MIT chemists have devised a new way to wirelessly detect hazardous gases and environmental pollutants, using a simple sensor that can be read by a smartphone. With inexpensive sensors, the researchers detected ammonia, hydrogen peroxide, and cyclohexanone, among other gases.
“The beauty of these sensors is that they are really cheap. There’s no wiring involved. There’s no power,” says chemistry professor Timothy Swager, whose group makes the sensors using near-field communication (NFC) tags, wirelessly addressable bar codes typically used to track products. The tags receive the little power they need from NFC-capable smartphones, which send out short pulses of magnetic fields at the radio frequency of 13.56 megahertz, inducing an electric current in the circuit on the tag.
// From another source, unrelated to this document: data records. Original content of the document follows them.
//! Octree over triangles answering "which triangles touch another one".
//!
//! The tree is built once and is immutable afterwards. Nodes live in a
//! slotmap arena owned by the [`Octree`]; children are referenced by
//! [`NodeId`]. Both construction and the query run on a pool of scoped
//! worker threads draining a shared work stack of node ids.

pub mod config;
mod build;
mod pool;
mod query;

use std::collections::BTreeSet;

use slotmap::{new_key_type, SlotMap};
use tracing::{info, instrument};

use crate::geometry::{Range3, Triangle3};
use crate::tolerance::Real;

pub use config::OctreeConfig;

new_key_type! {
    pub struct NodeId;
}

/// A triangle tagged with its position in the input sequence.
#[derive(Debug, Clone, Copy, PartialEq)]
pub struct IndexedTriangle<T> {
    pub triangle: Triangle3<T>,
    pub index: usize,
}

/// One octree cell.
///
/// The triangles stored directly in a node are those that could not be
/// moved into a single child octant (or all of them, for a leaf).
#[derive(Debug, Clone)]
pub struct Node<T> {
    bounds: Range3<T>,
    triangles: Vec<IndexedTriangle<T>>,
    children: [NodeId; 8],
    valid_children: u8,
    depth: usize,
}

impl<T> Node<T> {
    fn new(bounds: Range3<T>, triangles: Vec<IndexedTriangle<T>>, depth: usize) -> Self {
        Self {
            bounds,
            triangles,
            children: [NodeId::default(); 8],
            valid_children: 0,
            depth,
        }
    }

    pub fn bounds(&self) -> &Range3<T> {
        &self.bounds
    }

    pub fn triangles(&self) -> &[IndexedTriangle<T>] {
        &self.triangles
    }

    /// Bit `i` is set when octant `i` has a child.
    pub fn valid_children(&self) -> u8 {
        self.valid_children
    }

    pub fn child(&self, octant: usize) -> Option<NodeId> {
        (octant < 8 && self.valid_children & (1 << octant) != 0).then(|| self.children[octant])
    }

    pub fn children(&self) -> impl Iterator<Item = NodeId> + '_ {
        (0..8).filter_map(|octant| self.child(octant))
    }

    pub fn depth(&self) -> usize {
        self.depth
    }

    pub fn is_leaf(&self) -> bool {
        self.valid_children == 0
    }
}

/// Spatial index over a fixed set of triangles.
#[derive(Debug, Clone)]
pub struct Octree<T> {
    nodes: SlotMap<NodeId, Node<T>>,
    root: Option<NodeId>,
    len: usize,
    config: OctreeConfig,
}

impl<T: Real> Octree<T> {
    pub fn new(triangles: &[Triangle3<T>]) -> Self {
        Self::with_config(triangles, OctreeConfig::default())
    }

    /// Builds the tree. Triangle `i` of the input is reported as index `i`.
    #[instrument(skip_all, fields(triangles = triangles.len()))]
    pub fn with_config(triangles: &[Triangle3<T>], config: OctreeConfig) -> Self {
        let (nodes, root) = build::build(triangles, &config);
        let tree = Self {
            nodes,
            root,
            len: triangles.len(),
            config,
        };

        info!(
            nodes = tree.node_count(),
            depth = tree.depth(),
            workers = tree.config.worker_count(),
            "octree built"
        );
        tree
    }

    /// Sorted indices of all triangles intersecting at least one other
    /// triangle. Repeated calls return the same set.
    #[instrument(skip(self), fields(triangles = self.len))]
    pub fn intersections(&self) -> BTreeSet<usize> {
        let Some(root) = self.root else {
            return BTreeSet::new();
        };

        let workers = self.config.worker_count();
        let found = query::intersections(&self.nodes, root, workers);
        info!(found = found.len(), workers, "octree query complete");
        found
    }

    pub fn root(&self) -> Option<NodeId> {
        self.root
    }

    pub fn node(&self, id: NodeId) -> Option<&Node<T>> {
        self.nodes.get(id)
    }

    pub fn nodes(&self) -> impl Iterator<Item = (NodeId, &Node<T>)> + '_ {
        self.nodes.iter()
    }

    pub fn node_count(&self) -> usize {
        self.nodes.len()
    }

    /// Number of triangles indexed.
    pub fn len(&self) -> usize {
        self.len
    }

    pub fn is_empty(&self) -> bool {
        self.len == 0
    }

    /// Depth of the deepest node; 0 for a root-only or empty tree.
    pub fn depth(&self) -> usize {
        self.nodes.values().map(Node::depth).max().unwrap_or(0)
    }

    pub fn config(&self) -> &OctreeConfig {
        &self.config
    }
}

impl<T: Real> FromIterator<Triangle3<T>> for Octree<T> {
    fn from_iter<I: IntoIterator<Item = Triangle3<T>>>(iter: I) -> Self {
        let triangles: Vec<_> = iter.into_iter().collect();
        Self::new(&triangles)
    }
}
Swager and his team modified NFC tags by replacing part of the circuit with carbon nanotubes that bind to a target gas. That turned them into chemiresistors—simple electrical circuits whose resistance changes when they’re exposed to a particular chemical, thus shifting the radio frequency at which power can be transferred to the device. When a smartphone pings the tag, the tag responds only if it can receive sufficient power at the smartphone-transmitted radio frequency, allowing the phone to determine whether the target gas is present. Current sensors can each detect only one type of gas, but a phone can read multiple sensors to get input on many different gases, down to concentrations of parts per million.
Because these devices are so inexpensive and can be read by smartphones, they could be deployed nearly anywhere: indoors to detect explosives and other harmful gases, or outdoors to monitor environmental pollutants. They might also be integrated into “smart packaging” that would detect food spoilage or contamination.